The Rafah crossing continues to remain open for humanitarian passage to Egypt. I note that there was good cooperation between all of the relevant bodies in enabling the departure of pilgrims from Gaza for the annual hajj to Mecca.

Representatives of Fatah and Hamas met in Damascus on 9 November for further discussions on Palestinian reconciliation. Reports indicate that the meeting was inconclusive. We continue to support efforts to advance Palestinian reconciliation within the framework of the legitimate Palestinian Authority and the commitments of the Palestine Liberation Organization.

The date of 11 November marked 1,600 days since the capture of Israeli Staff Sergeant Gilad Shalit. We reiterate our call for his immediate release. Humanitarian access to him should be granted without conditions. There has been no apparent progress on the efforts to complete a prisoner exchange for some of the 9,000 Palestinian prisoners in Israeli jails.

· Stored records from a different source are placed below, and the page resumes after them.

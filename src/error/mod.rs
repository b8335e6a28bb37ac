//! Error types for chunk64.

use std::io;
use std::path::{Path, PathBuf};

use thiserror::Error;

/// Result alias used throughout the crate.
pub type Result<T> = std::result::Result<T, Base64Error>;

/// Errors that can occur while resolving chunk sizes or converting data.
#[derive(Debug, Error)]
pub enum Base64Error {
    /// The chunk size specification was malformed or not positive.
    #[error("invalid chunk size {spec:?}: {reason}")]
    InvalidChunkSize {
        /// The specification as given by the caller.
        spec: String,
        /// Why it was rejected.
        reason: &'static str,
    },

    /// The input path does not exist.
    #[error("source not found: {}", .path.display())]
    SourceNotFound {
        /// The missing path.
        path: PathBuf,
    },

    /// The input path exists but could not be opened or read.
    #[error("cannot read source {}: {source}", .path.display())]
    SourceReadError {
        /// The input path.
        path: PathBuf,
        /// The underlying I/O error.
        #[source]
        source: io::Error,
    },

    /// The output path could not be created or written.
    #[error("cannot write destination {}: {source}", .path.display())]
    DestinationWriteError {
        /// The output path.
        path: PathBuf,
        /// The underlying I/O error.
        #[source]
        source: io::Error,
    },

    /// The decode input is not valid Base64.
    ///
    /// `offset` is the position, in encoded characters, of the chunk that
    /// failed; positions inside `source` are relative to that chunk.
    #[error("invalid base64 content in chunk at offset {offset}: {source}")]
    InvalidBase64Content {
        /// Encoded offset of the failing chunk.
        offset: u64,
        /// The decoder's diagnosis.
        #[source]
        source: base64::DecodeError,
    },

    /// Reading from a generic reader failed.
    #[error("read failed: {0}")]
    Read(#[source] io::Error),

    /// Writing to a generic writer failed.
    #[error("write failed: {0}")]
    Write(#[source] io::Error),
}

impl Base64Error {
    /// Attaches the source and destination paths to a reader/writer failure.
    ///
    /// Errors that already carry their context are returned unchanged.
    pub(crate) fn with_paths(self, input: &Path, output: &Path) -> Self {
        match self {
            Base64Error::Read(e) => Base64Error::SourceReadError {
                path: input.to_path_buf(),
                source: e,
            },
            Base64Error::Write(e) => Base64Error::DestinationWriteError {
                path: output.to_path_buf(),
                source: e,
            },
            other => other,
        }
    }
}
//! Streaming encoder - Encoder and EncodeIter.
//!
//! The encoder reads its source in chunks whose length is a multiple of 3
//! and encodes each one independently. Only the final chunk can be shorter,
//! so `=` padding only ever appears at the very end of the output.

use std::io::{Read, Write};

use base64::Engine as _;
use bytes::Bytes;

use super::{ENGINE, StreamStats};
use crate::chunk::Chunk;
use crate::error::{Base64Error, Result};
use crate::size::{Block, align};
use crate::util::read_chunk;

/// Encodes byte streams to Base64 in block-aligned chunks.
///
/// # Example
///
/// ```
/// use chunk64::Encoder;
/// use std::io::Cursor;
///
/// let encoder = Encoder::new(3);
/// let chunks: Vec<_> = encoder
///     .encode(Cursor::new(b"abcdefg"))
///     .collect::<Result<_, _>>()?;
///
/// assert_eq!(chunks.len(), 3);
/// assert_eq!(chunks[2].as_str(), Some("Zw=="));
/// # Ok::<(), chunk64::Base64Error>(())
/// ```
#[derive(Debug, Clone, Copy, PartialEq, Eq)]
pub struct Encoder {
    chunk_size: usize,
}

impl Encoder {
    /// Creates an encoder reading `chunk_size` raw bytes per chunk.
    ///
    /// The size is rounded down to a multiple of 3, never below 3.
    pub fn new(chunk_size: usize) -> Self {
        Self {
            chunk_size: align(chunk_size, Block::Encode),
        }
    }

    /// Returns the aligned chunk size in raw bytes.
    pub fn chunk_size(&self) -> usize {
        self.chunk_size
    }

    /// Creates an iterator yielding one encoded [`Chunk`] per read.
    pub fn encode<R: Read>(&self, reader: R) -> EncodeIter<R> {
        EncodeIter::new(reader, self.chunk_size)
    }

    /// Encodes the whole reader into a single string.
    ///
    /// The result is held in memory; use [`Encoder::encode_to_writer`] for
    /// large inputs.
    pub fn encode_to_string<R: Read>(&self, reader: R) -> Result<String> {
        let mut iter = self.encode(reader);
        let mut out = String::new();
        while iter.encode_next(&mut out)? > 0 {}
        Ok(out)
    }

    /// Streams the reader into the writer as Base64 text.
    ///
    /// At most one raw chunk and one encoded chunk are held in memory.
    pub fn encode_to_writer<R: Read, W: Write>(&self, reader: R, mut writer: W) -> Result<StreamStats> {
        let mut iter = self.encode(reader);
        let mut text = String::new();
        let mut stats = StreamStats::default();

        loop {
            text.clear();
            let read = iter.encode_next(&mut text)?;
            if read == 0 {
                break;
            }
            writer.write_all(text.as_bytes()).map_err(Base64Error::Write)?;
            stats.record(read, text.len());
        }

        writer.flush().map_err(Base64Error::Write)?;
        Ok(stats)
    }
}

/// An iterator that encodes a reader chunk by chunk.
///
/// Each item covers exactly `chunk_size` input bytes except the last, which
/// covers whatever remains. An empty reader yields nothing. After an error
/// the iterator is exhausted.
pub struct EncodeIter<R> {
    reader: R,
    chunk_size: usize,
    buf: Vec<u8>,
    offset: u64,
    finished: bool,
}

impl<R: Read> EncodeIter<R> {
    fn new(reader: R, chunk_size: usize) -> Self {
        Self {
            reader,
            chunk_size,
            buf: Vec::new(),
            offset: 0,
            finished: false,
        }
    }

    /// Returns the number of raw bytes consumed so far.
    pub fn offset(&self) -> u64 {
        self.offset
    }

    /// Reads the next chunk and appends its encoding to `out`.
    ///
    /// Returns the number of raw bytes consumed; 0 means the input is
    /// exhausted.
    pub fn encode_next(&mut self, out: &mut String) -> Result<usize> {
        if self.finished {
            return Ok(0);
        }

        let n = match read_chunk(&mut self.reader, self.chunk_size, &mut self.buf) {
            Ok(n) => n,
            Err(e) => {
                self.finished = true;
                return Err(Base64Error::Read(e));
            }
        };

        // A short chunk can only be the last one.
        if n < self.chunk_size {
            self.finished = true;
        }
        if n == 0 {
            return Ok(0);
        }

        ENGINE.encode_string(&self.buf, out);
        tracing::trace!(offset = self.offset, len = n, "encoded chunk");
        self.offset += n as u64;
        Ok(n)
    }

    /// Consumes the iterator, returning the underlying reader.
    pub fn into_inner(self) -> R {
        self.reader
    }
}

impl<R: Read> Iterator for EncodeIter<R> {
    type Item = Result<Chunk>;

    fn next(&mut self) -> Option<Self::Item> {
        let offset = self.offset;
        let mut text = String::new();
        match self.encode_next(&mut text) {
            Ok(0) => None,
            Ok(n) => Some(Ok(Chunk {
                data: Bytes::from(text),
                offset,
                input_len: n,
            })),
            Err(e) => Some(Err(e)),
        }
    }
}
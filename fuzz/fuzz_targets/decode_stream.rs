#![no_main]

use std::io::Cursor;

use chunk64::Decoder;
use libfuzzer_sys::fuzz_target;

fuzz_target!(|data: Vec<u8>| {
    // Arbitrary input: chunked decoding must agree with whole decoding,
    // both on success and on failure.
    let whole = std::str::from_utf8(&data).ok().map(chunk64::decode);

    for chunk_size in [4, 8, 64] {
        let mut out = Vec::new();
        let streamed = Decoder::new(chunk_size).decode_to_writer(Cursor::new(&data), &mut out);

        match &whole {
            Some(Ok(bytes)) => {
                assert!(streamed.is_ok());
                assert_eq!(&out, bytes);
            }
            Some(Err(_)) | None => assert!(streamed.is_err()),
        }
    }
});
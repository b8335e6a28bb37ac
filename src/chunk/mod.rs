//! Chunk type.
//!
//! - [`Chunk`] - One transformed chunk with the input range it came from

mod data;

pub use data::Chunk;
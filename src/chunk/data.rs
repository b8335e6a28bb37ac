//! The Chunk type - one block-aligned unit of codec output.

use bytes::Bytes;
use std::fmt;

/// The output of one iteration of the streaming loop.
///
/// `data` is the transformed payload: Base64 text when encoding, raw bytes
/// when decoding. `offset` and `input_len` locate the input the chunk was
/// produced from, so consecutive chunks cover the input without gaps.
///
/// # Example
///
/// ```
/// use chunk64::Chunk;
/// use bytes::Bytes;
///
/// let chunk = Chunk {
///     data: Bytes::from_static(b"aGVsbG8="),
///     offset: 0,
///     input_len: 5,
/// };
///
/// assert_eq!(chunk.as_str(), Some("aGVsbG8="));
/// assert_eq!(chunk.input_range(), 0..5);
/// ```
#[derive(Debug, Clone, PartialEq, Eq)]
pub struct Chunk {
    /// The transformed data.
    pub data: Bytes,

    /// Offset of the consumed input in the source stream.
    pub offset: u64,

    /// Number of input bytes consumed to produce `data`.
    pub input_len: usize,
}

impl Chunk {
    /// Returns the length of the transformed data.
    pub fn len(&self) -> usize {
        self.data.len()
    }

    /// Returns true if the chunk has no data.
    pub fn is_empty(&self) -> bool {
        self.data.is_empty()
    }

    /// Returns the data as text, if it is valid UTF-8.
    ///
    /// Always `Some` for encoded chunks.
    pub fn as_str(&self) -> Option<&str> {
        std::str::from_utf8(&self.data).ok()
    }

    /// Returns the range of input this chunk was produced from.
    pub fn input_range(&self) -> std::ops::Range<u64> {
        self.offset..self.offset + self.input_len as u64
    }

    /// Consumes the chunk and returns the underlying data.
    pub fn into_data(self) -> Bytes {
        self.data
    }
}

impl AsRef<[u8]> for Chunk {
    fn as_ref(&self) -> &[u8] {
        &self.data
    }
}

impl fmt::Display for Chunk {
    fn fmt(&self, f: &mut fmt::Formatter<'_>) -> fmt::Result {
        write!(
            f,
            "Chunk({} bytes from input {}..{})",
            self.data.len(),
            self.offset,
            self.offset + self.input_len as u64
        )
    }
}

The situation in the occupied Syrian Golan has remained stable, although settlement activity continues. On 2 November, the Israeli Government encouraged further settlement activity through the announcement of an initiative to give 140 one-dunum plots of land free to Israeli settlers in order to build further units. Also, legislation was passed yesterday in the Knesset requiring a two-thirds majority or, failing that, a national referendum to approve the return of any occupied territory in East Jerusalem or the Syrian Golan in the context of any political settlement.

I will not cover the situation in Lebanon in this briefing, as it was addressed in the Council in detail last week by the Special Coordinator for Lebanon, Mr. Michael Williams, and Assistant Secretary-General for Peacekeeping Operations Atul Khare, when they presented the Secretary-General’s latest report (S/2010/565) on the state of implementation of resolution 1701 (2006).

In the period ahead, we must work to bring about a return to direct talks between the parties and to support an atmosphere on the ground conducive to quick and concrete progress in those talks, including a freeze on settlement activity in the occupied Palestinian territory. Prime Minister Netanyahu and President Abbas must show vision and leadership, rise above their domestic constraints and seize this opportunity to secure a historic and lasting peace. The Secretary-General remains committed to working with the parties and his international partners for an end to the occupation that began in 1967, for the

establishment of a Palestinian State living side by side in peace and security with Israel and for a just, lasting and comprehensive peace in the Middle East, in accordance with relevant Security Council resolutions, the Road Map and the Arab Peace Initiative.

The President: I thank Mr. Pascoe for his briefing. In accordance with the understanding reached in the Council’s prior consultations, I now invite Council members to informal consultations to continue our discussion of the matter.